Look through the entries for the string "IcmsRate" and copy every line where it shows up.

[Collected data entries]
☆ ☆ ☆ ☆ ☆ ☆ ☆

use bigdecimal::BigDecimal;
use serde::{Deserialize, Serialize};
use std::fmt;

use super::error::Severity;
use super::invoice::OperationNature;

/// 税务情形类别 (CST situation)
#[derive(Debug, Clone, Copy, PartialEq, Eq, Serialize, Deserialize)]
#[serde(rename_all = "SCREAMING_SNAKE_CASE")]
pub enum SituationKind {
    Taxable,
    ZeroRate,
    Exempt,
    Suspended,
    NoIncidence,
}

impl SituationKind {
    pub fn parse(s: &str) -> Option<Self> {
        match s.trim().to_ascii_uppercase().as_str() {
            "TAXABLE" => Some(SituationKind::Taxable),
            "ZERO_RATE" => Some(SituationKind::ZeroRate),
            "EXEMPT" => Some(SituationKind::Exempt),
            "SUSPENDED" => Some(SituationKind::Suspended),
            "NO_INCIDENCE" => Some(SituationKind::NoIncidence),
            _ => None,
        }
    }
}

/// CFOP 作用域
#[derive(Debug, Clone, Copy, PartialEq, Eq, Serialize, Deserialize)]
#[serde(rename_all = "SCREAMING_SNAKE_CASE")]
pub enum OperationScope {
    Internal,
    Interstate,
    Export,
}

impl OperationScope {
    pub fn parse(s: &str) -> Option<Self> {
        match s.trim().to_ascii_uppercase().as_str() {
            "INTERNAL" => Some(OperationScope::Internal),
            "INTERSTATE" => Some(OperationScope::Interstate),
            "EXPORT" => Some(OperationScope::Export),
            _ => None,
        }
    }
}

impl fmt::Display for OperationScope {
    fn fmt(&self, f: &mut fmt::Formatter<'_>) -> fmt::Result {
        let s = match self {
            OperationScope::Internal => "INTERNAL",
            OperationScope::Interstate => "INTERSTATE",
            OperationScope::Export => "EXPORT",
        };
        f.write_str(s)
    }
}

/// 州级覆盖规则类别
#[derive(Debug, Clone, Copy, PartialEq, Eq, Serialize, Deserialize)]
#[serde(rename_all = "SCREAMING_SNAKE_CASE")]
pub enum OverrideKind {
    IcmsRate,
    BaseReduction,
    PresumedCredit,
    Exemption,
    BaseExclusion,
}

impl OverrideKind {
    pub fn parse(s: &str) -> Option<Self> {
        match s.trim().to_ascii_uppercase().as_str() {
            "ICMS_RATE" => Some(OverrideKind::IcmsRate),
            "BASE_REDUCTION" => Some(OverrideKind::BaseReduction),
            "PRESUMED_CREDIT" => Some(OverrideKind::PresumedCredit),
            "EXEMPTION" => Some(OverrideKind::Exemption),
            "BASE_EXCLUSION" => Some(OverrideKind::BaseExclusion),
            _ => None,
        }
    }
}

/// NCM 分类规则
#[derive(Debug, Clone, PartialEq, Serialize, Deserialize)]
pub struct NcmRule {
    pub ncm: String,
    pub description: String,
    /// 描述关键词 (大小写不敏感的子串匹配)
    pub keywords: Vec<String>,
    pub regime: Option<String>,
    /// 该分类允许的 CST 集合; 为空表示信息不足, 跳过成员校验
    pub allowed_csts: Vec<String>,
    /// 覆盖层可钉住的标准税率; 缺席时回落到 CST 规则 (不同查询键, 非字段回落)
    pub pis_rate: Option<BigDecimal>,
    pub cofins_rate: Option<BigDecimal>,
    pub legal_reference: Option<String>,
}

/// CST 税务情形规则
#[derive(Debug, Clone, PartialEq, Serialize, Deserialize)]
pub struct CstRule {
    pub cst: String,
    pub description: String,
    pub situation: Option<SituationKind>,
    pub pis_rate: Option<BigDecimal>,
    pub cofins_rate: Option<BigDecimal>,
    pub legal_reference: Option<String>,
}

impl CstRule {
    /// 仅 TAXABLE 情形携带标准税率
    pub fn standard_rate(&self, contribution: Contribution) -> Option<&BigDecimal> {
        if self.situation != Some(SituationKind::Taxable) {
            return None;
        }
        match contribution {
            Contribution::Pis => self.pis_rate.as_ref(),
            Contribution::Cofins => self.cofins_rate.as_ref(),
        }
    }
}

/// 贡献税种标识
#[derive(Debug, Clone, Copy, PartialEq, Eq)]
pub enum Contribution {
    Pis,
    Cofins,
}

impl Contribution {
    pub fn prefix(&self) -> &'static str {
        match self {
            Contribution::Pis => "PIS",
            Contribution::Cofins => "COFINS",
        }
    }

    pub fn field(&self) -> &'static str {
        match self {
            Contribution::Pis => "pis",
            Contribution::Cofins => "cofins",
        }
    }
}

/// CFOP 操作编码规则
#[derive(Debug, Clone, PartialEq, Serialize, Deserialize)]
pub struct CfopRule {
    pub cfop: String,
    pub description: String,
    pub scope: Option<OperationScope>,
    /// 规则约束的交易性质; None 表示不约束
    pub nature: Option<OperationNature>,
    pub legal_reference: Option<String>,
}

/// 州级覆盖规则 (jurisdiction override)
#[derive(Debug, Clone, PartialEq, Serialize, Deserialize)]
pub struct StateOverride {
    pub uf: String,
    /// None 表示全州适用
    pub ncm: Option<String>,
    pub kind: OverrideKind,
    pub rule_name: Option<String>,
    pub rate: Option<BigDecimal>,
    pub reduction_rate: Option<BigDecimal>,
    /// 该规则允许发出的最高严重级别
    pub severity_ceiling: Option<Severity>,
    pub legal_reference: Option<String>,
}

/// 规则查询键 (四种查询类型)
#[derive(Debug, Clone, PartialEq, Eq, Hash)]
pub enum RuleLookup {
    Ncm(String),
    Cst(String),
    Cfop(String),
    State { uf: String, ncm: String },
}

/// 解析结果: 单一规则记录
#[derive(Debug, Clone, PartialEq)]
pub enum RuleRecord {
    Ncm(NcmRule),
    Cst(CstRule),
    Cfop(CfopRule),
    State(Vec<StateOverride>),
}

impl RuleRecord {
    pub fn as_ncm(&self) -> Option<&NcmRule> {
        match self {
            RuleRecord::Ncm(rule) => Some(rule),
            _ => None,
        }
    }

    pub fn as_cst(&self) -> Option<&CstRule> {
        match self {
            RuleRecord::Cst(rule) => Some(rule),
            _ => None,
        }
    }

    pub fn as_cfop(&self) -> Option<&CfopRule> {
        match self {
            RuleRecord::Cfop(rule) => Some(rule),
            _ => None,
        }
    }

    pub fn as_state(&self) -> Option<&[StateOverride]> {
        match self {
            RuleRecord::State(rules) => Some(rules),
            _ => None,
        }
    }
}

/// 分号分隔列表 (keywords / allowed_csts 的平面存储格式)
pub fn split_list(raw: &str) -> Vec<String> {
    raw.split(';')
        .map(|s| s.trim().to_string())
        .filter(|s| !s.is_empty())
        .collect()
}

#[cfg(test)]
mod tests {
    use super::*;
    use std::str::FromStr;

    #[test]
    fn standard_rate_only_for_taxable() {
        let mut rule = CstRule {
            cst: "01".into(),
            description: "Tributavel".into(),
            situation: Some(SituationKind::Taxable),
            pis_rate: Some(BigDecimal::from_str("1.65").unwrap()),
            cofins_rate: Some(BigDecimal::from_str("7.60").unwrap()),
            legal_reference: None,
        };
        assert!(rule.standard_rate(Contribution::Pis).is_some());
        rule.situation = Some(SituationKind::Exempt);
        assert!(rule.standard_rate(Contribution::Pis).is_none());
    }

    #[test]
    fn split_list_trims_and_drops_empties() {
        assert_eq!(
            split_list("acucar; cristal ;;refinado"),
            vec!["acucar", "cristal", "refinado"]
        );
        assert!(split_list("").is_empty());
    }
}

☆ ☆ ☆ ☆ ☆ ☆ ☆

--- Result ---
    IcmsRate,
            "ICMS_RATE" => Some(OverrideKind::IcmsRate),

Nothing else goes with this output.